▸ **WHAT IS BEING ASKED**
From the records below, pull each line that has "CatalogField".
^^^^
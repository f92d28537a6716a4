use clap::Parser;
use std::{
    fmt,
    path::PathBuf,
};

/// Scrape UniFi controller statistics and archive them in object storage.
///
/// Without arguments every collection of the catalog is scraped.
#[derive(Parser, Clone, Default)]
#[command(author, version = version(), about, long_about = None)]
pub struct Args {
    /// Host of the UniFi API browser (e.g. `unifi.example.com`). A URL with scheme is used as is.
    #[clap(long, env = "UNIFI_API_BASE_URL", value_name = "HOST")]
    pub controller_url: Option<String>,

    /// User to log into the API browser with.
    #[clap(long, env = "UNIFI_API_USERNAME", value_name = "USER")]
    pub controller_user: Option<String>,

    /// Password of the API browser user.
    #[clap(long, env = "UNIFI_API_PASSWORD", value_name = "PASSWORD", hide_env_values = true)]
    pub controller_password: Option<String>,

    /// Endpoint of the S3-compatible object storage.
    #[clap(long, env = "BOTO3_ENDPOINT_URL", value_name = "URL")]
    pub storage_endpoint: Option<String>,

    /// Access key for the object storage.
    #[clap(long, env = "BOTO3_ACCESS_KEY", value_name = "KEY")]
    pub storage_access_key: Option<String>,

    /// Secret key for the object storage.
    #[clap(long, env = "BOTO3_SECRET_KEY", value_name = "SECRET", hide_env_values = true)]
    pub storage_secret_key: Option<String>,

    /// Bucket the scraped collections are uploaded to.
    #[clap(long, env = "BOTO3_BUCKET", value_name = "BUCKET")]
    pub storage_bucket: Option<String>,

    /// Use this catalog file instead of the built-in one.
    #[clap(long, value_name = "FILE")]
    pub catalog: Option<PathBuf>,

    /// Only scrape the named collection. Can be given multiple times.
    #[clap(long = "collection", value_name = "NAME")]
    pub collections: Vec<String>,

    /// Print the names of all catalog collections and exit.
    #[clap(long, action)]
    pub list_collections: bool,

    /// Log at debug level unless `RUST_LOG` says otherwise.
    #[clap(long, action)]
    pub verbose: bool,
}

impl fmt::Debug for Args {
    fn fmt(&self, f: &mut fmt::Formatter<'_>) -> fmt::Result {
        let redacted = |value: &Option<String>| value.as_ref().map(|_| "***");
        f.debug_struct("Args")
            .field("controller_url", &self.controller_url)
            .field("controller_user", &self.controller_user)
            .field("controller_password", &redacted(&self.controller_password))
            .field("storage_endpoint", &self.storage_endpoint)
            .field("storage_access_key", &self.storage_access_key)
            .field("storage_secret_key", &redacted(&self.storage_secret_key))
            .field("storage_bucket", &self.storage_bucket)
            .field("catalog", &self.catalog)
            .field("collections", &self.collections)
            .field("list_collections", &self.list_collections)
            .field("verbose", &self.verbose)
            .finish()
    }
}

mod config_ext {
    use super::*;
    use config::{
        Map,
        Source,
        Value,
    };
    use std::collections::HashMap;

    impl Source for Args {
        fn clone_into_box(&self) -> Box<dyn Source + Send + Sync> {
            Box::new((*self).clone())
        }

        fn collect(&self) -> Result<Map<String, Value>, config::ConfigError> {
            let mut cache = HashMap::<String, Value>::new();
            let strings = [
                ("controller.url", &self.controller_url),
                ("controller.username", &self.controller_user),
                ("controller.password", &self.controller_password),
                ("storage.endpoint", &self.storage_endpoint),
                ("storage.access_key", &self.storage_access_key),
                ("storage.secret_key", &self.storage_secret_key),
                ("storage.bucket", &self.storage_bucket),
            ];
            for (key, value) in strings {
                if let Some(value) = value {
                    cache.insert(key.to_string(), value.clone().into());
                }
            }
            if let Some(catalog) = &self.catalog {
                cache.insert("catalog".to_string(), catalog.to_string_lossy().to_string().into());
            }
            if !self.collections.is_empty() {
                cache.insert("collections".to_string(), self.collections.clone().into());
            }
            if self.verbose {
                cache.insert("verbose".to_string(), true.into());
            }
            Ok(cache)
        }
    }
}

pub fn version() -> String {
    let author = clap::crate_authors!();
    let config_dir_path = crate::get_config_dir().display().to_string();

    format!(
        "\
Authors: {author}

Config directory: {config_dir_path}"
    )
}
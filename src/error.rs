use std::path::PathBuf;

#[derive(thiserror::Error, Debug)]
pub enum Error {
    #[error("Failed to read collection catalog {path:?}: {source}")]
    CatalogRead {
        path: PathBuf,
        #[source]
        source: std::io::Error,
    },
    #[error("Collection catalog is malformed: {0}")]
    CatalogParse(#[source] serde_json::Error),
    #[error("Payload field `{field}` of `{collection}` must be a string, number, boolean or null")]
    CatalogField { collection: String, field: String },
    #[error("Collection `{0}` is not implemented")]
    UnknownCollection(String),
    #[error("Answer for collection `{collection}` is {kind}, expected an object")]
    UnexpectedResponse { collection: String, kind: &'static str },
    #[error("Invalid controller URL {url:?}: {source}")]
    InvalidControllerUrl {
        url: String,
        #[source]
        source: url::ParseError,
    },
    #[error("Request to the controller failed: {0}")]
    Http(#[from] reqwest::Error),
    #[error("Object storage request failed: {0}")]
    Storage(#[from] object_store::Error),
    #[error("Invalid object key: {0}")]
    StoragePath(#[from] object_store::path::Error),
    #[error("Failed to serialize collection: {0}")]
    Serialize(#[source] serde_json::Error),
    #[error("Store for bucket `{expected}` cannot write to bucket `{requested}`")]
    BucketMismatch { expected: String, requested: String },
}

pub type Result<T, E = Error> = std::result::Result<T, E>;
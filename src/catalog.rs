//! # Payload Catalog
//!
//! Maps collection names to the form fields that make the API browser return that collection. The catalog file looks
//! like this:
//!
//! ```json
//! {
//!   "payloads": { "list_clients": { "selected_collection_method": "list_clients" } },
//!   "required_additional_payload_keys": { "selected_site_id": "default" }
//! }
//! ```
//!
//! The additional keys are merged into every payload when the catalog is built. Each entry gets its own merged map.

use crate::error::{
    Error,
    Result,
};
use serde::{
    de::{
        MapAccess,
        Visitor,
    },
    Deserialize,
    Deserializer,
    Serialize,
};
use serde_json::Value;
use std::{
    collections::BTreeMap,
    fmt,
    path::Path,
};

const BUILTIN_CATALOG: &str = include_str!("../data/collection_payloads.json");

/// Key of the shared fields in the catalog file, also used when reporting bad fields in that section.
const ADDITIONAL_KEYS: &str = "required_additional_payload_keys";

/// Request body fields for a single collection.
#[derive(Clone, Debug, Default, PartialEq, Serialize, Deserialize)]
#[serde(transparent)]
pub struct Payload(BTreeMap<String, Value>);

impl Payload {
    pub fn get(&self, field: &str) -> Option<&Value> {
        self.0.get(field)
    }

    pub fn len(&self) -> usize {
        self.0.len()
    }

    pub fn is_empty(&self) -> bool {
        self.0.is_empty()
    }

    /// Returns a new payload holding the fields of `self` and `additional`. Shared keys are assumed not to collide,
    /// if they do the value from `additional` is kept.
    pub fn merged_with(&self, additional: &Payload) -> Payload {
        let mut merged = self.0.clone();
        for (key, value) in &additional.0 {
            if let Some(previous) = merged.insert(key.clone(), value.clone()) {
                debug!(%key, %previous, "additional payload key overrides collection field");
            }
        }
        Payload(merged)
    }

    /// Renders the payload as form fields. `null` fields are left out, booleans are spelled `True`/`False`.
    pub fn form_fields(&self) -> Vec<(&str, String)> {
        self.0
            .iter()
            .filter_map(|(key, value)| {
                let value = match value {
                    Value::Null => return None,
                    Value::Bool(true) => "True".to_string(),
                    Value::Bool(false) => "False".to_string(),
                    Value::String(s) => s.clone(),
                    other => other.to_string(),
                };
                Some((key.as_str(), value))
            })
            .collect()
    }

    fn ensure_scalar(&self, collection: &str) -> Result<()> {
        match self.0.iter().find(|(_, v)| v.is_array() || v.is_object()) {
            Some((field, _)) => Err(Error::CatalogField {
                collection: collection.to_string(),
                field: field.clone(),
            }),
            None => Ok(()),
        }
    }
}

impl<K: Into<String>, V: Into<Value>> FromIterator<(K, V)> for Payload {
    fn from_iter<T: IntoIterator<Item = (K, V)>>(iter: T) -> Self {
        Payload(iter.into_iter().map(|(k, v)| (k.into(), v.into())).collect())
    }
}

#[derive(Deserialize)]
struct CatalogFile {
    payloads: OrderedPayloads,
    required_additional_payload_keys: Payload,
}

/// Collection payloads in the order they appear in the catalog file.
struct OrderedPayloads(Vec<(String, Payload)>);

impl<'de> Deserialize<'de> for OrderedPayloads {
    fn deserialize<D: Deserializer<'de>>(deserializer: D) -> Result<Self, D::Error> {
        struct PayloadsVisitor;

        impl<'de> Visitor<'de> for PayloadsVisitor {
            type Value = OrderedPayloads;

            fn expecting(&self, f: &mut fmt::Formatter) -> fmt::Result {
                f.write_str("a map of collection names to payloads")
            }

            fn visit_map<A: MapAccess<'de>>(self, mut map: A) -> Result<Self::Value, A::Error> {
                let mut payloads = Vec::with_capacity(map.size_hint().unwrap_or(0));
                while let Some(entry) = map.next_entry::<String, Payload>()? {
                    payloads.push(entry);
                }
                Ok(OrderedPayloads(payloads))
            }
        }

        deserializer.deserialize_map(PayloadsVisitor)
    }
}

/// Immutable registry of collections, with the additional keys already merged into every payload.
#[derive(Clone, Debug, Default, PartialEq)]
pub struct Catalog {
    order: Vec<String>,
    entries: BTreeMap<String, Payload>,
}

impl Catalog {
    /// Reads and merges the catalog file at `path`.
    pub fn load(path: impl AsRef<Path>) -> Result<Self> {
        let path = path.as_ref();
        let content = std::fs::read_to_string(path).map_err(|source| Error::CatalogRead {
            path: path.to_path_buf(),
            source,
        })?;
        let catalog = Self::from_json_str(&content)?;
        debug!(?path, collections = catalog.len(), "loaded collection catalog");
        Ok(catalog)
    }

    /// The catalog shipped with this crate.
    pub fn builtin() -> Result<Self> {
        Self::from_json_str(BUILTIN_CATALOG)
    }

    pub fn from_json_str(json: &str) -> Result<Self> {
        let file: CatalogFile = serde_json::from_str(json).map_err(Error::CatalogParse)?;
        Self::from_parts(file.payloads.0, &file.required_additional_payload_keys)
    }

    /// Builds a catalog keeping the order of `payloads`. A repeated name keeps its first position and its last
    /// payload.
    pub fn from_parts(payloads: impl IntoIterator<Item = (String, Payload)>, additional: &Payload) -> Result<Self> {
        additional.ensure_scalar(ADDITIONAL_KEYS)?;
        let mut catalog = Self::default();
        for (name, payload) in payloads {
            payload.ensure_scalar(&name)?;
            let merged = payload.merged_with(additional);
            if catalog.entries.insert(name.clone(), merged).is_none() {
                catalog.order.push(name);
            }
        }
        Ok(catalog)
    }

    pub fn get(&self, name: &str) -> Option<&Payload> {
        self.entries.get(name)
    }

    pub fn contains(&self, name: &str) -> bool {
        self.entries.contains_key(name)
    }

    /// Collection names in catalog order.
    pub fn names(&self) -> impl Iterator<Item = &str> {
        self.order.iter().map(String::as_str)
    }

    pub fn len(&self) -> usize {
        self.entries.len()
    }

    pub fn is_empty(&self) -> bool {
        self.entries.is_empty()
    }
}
^^^^
▸ **REPLY TO THE EXERCISE**
    CatalogField { collection: String, field: String },
            Some((field, _)) => Err(Error::CatalogField {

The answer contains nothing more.